Home > Exploit development > ROPC — Turing complete ROP compiler (part 2, language)

ROPC — Turing complete ROP compiler (part 2, language)

This is the second post in a series (first post here) describing ROPC. Programs accepted by the compiler are written in ROPL (Return Oriented Programming Language). ROP programs are usually used as stage 0 payloads. They compute addresses, change memory protections, call few OS APIs. For this reason, language expressing them doesn’t have to be complex.

Grammar for QooL (language accepted by the Q compiler [0]) is shown below.

(exp) ::= 
 LoadMem (exp) (type)
 | BinOp (op) (exp) (exp)
 | Const (value) (type)
(stmt) ::=
 StoreMem (exp) (exp) (type)
 | Assign (var) (exp)
 | CallExternal (func) (exp list)
 | Syscall

QooL is simple but sufficient for stage 0 functionality. ROPC has to support conditional jumps and local function invocations, so it’s more complex.

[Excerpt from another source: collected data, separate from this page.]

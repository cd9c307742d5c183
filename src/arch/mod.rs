//! # x86_64 PC Platform
//!
//! Everything that touches the machine directly:
//!
//! - `gdt`: segments, TSS, per-task ring-0 stack
//! - `idt`: exception handlers, IRQ stubs, `int 0x80` entry, IDT relocation
//! - `pic`: 8259 pair and per-line masking
//! - `paging`: the kernel address space on the live page tables
//! - `heap`: global allocator
//! - `sched`: cooperative scheduler and the jump to ring 3
//! - `serial`: COM1 console and logger

use spin::Once;
use x86_64::instructions::interrupts;
use x86_64::instructions::port::Port;
use x86_64::registers::model_specific::{Efer, EferFlags};

use crate::config::{PORT_KBD_DATA, PORT_KBD_STATUS};
use crate::devices::drivers::ps2_keyboard::KeyboardPorts;
use crate::interrupts::{IrqControl, IrqLine};
use crate::kernel::{Kernel, Platform};
use crate::task::Suspend;

pub mod gdt;
pub mod heap;
pub mod idt;
pub mod paging;
pub mod pic;
pub mod sched;
pub mod serial;
pub mod user_program;

/// The kernel context, published once boot has built it.
pub static KERNEL: Once<Kernel<Pc>> = Once::new();

#[derive(Debug, Default, Clone, Copy)]
pub struct Pc {
    pic: pic::Pic8259,
}

impl Pc {
    pub const fn new() -> Self {
        Self { pic: pic::Pic8259 }
    }
}

impl IrqControl for Pc {
    fn mask(&self, irq: u8) {
        self.pic.mask(irq)
    }

    fn unmask(&self, irq: u8) {
        self.pic.unmask(irq)
    }

    fn is_masked(&self, irq: u8) -> bool {
        self.pic.is_masked(irq)
    }

    fn end_of_interrupt(&self, irq: u8) {
        self.pic.end_of_interrupt(irq)
    }
}

impl KeyboardPorts for Pc {
    fn read_status(&self) -> u8 {
        unsafe { Port::<u8>::new(PORT_KBD_STATUS).read() }
    }

    fn read_data(&self) -> u8 {
        unsafe { Port::<u8>::new(PORT_KBD_DATA).read() }
    }
}

impl Platform for Pc {
    type Suspend = HaltSuspend;
}

/// Gives the CPU to another ready task, or halts until the next interrupt.
pub struct HaltSuspend;

impl Suspend for HaltSuspend {
    fn suspend(&self, line: &IrqLine<'_>) {
        let were_enabled = interrupts::are_enabled();
        interrupts::disable();
        line.unmask();
        if !sched::yield_now() {
            // sti takes effect after hlt, so no interrupt slips in between
            interrupts::enable_and_hlt();
        }
        interrupts::disable();
        line.mask();
        if were_enabled {
            interrupts::enable();
        }
    }
}

/// Descriptor tables and CPU features the rest of boot depends on.
pub fn init_cpu() -> Result<(), &'static str> {
    gdt::init();
    idt::init_idt();
    // SAFETY: only adds NX support; leaf mappings set NO_EXECUTE on data pages.
    unsafe { Efer::update(|flags| flags.insert(EferFlags::NO_EXECUTE_ENABLE)) };
    Ok(())
}

pub fn halt_loop() -> ! {
    interrupts::disable();
    loop {
        x86_64::instructions::hlt();
    }
}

Sample program in ROPL computing first few elements of the Fibonacci sequence:

fun fib(n, out){
    x = 0
    y = 0

    cmp n, 0
    je copy
    cmp n, 1
    je copy

    fib(n-1, @x)
    fib(n-2, @y)

    [out] = x+y
    jmp exit
    [out] = n

fun main(){
    fmt = "%d\n"
    i = 0
    x = 0
    fib(i, @x)
    !printf(fmt, x)
    i = i+1
    cmp i, 11
    jne print

Sample above makes use of all of the features of ROPL, like:

  • functions,
  • function calls,
  • native function calls (like invoking printf),
  • local variables,
  • labels and conditional jumps,
  • address operator @,
  • dereference operator [],
  • arithmetic and comparison ops.

Design considerations

On “high levelness” scale of languages, we can put ROPL below C but above ASM. Implementation was simplified by few assumptions:

  • all variables are unsigned 32 bit numbers,
  • reading and writing from/to memory is restricted to 32 bit values (you can’t “natively” write a byte),
  • all variables are stored in memory (registers are used as temporary variables, they never store local vars permanently),
  • every function is treated as recursive, so local vars are always stored on the emulated stack instead of a constant place in memory.


You can read the full grammar here. Most important features below.

Arithmetic operators:

  • addition,
  • subtraction,
  • multiplication,
  • division,
  • negation.

Bitwise operators:

  • and,
  • or,
  • xor,
  • not.

Comparison operators:

  • equality,
  • greater than,
  • lower than,
  • negations of the three above.

All operators should be treated as their unsigned C equivalents. Function parameters are always passed by value. Since ROPL functions never return anything (in the same sense as void functions in C), it’s necessary to use pointers to get results from procedures. “@” is the “address of” operator. Below is its usage example:

fun foo(x){
 [x] = 1
fun main(){
 x = 0
 #here x=1

foo gets a pointer to x. Dereference operator [] interprets x as a memory address to save a constant. On exit from foo x=1.

Invoking native functions

For ROP programs to print their results or influence the OS in interesting ways, they have to be able to call native OS functions. In ROPL native function calls are preceded by an exclamation mark:

fun main(){
    x = 0
    fmt = "%d\n"
    !printf(fmt, x)

Above example will compile only if printf is found in the import table of the target executable.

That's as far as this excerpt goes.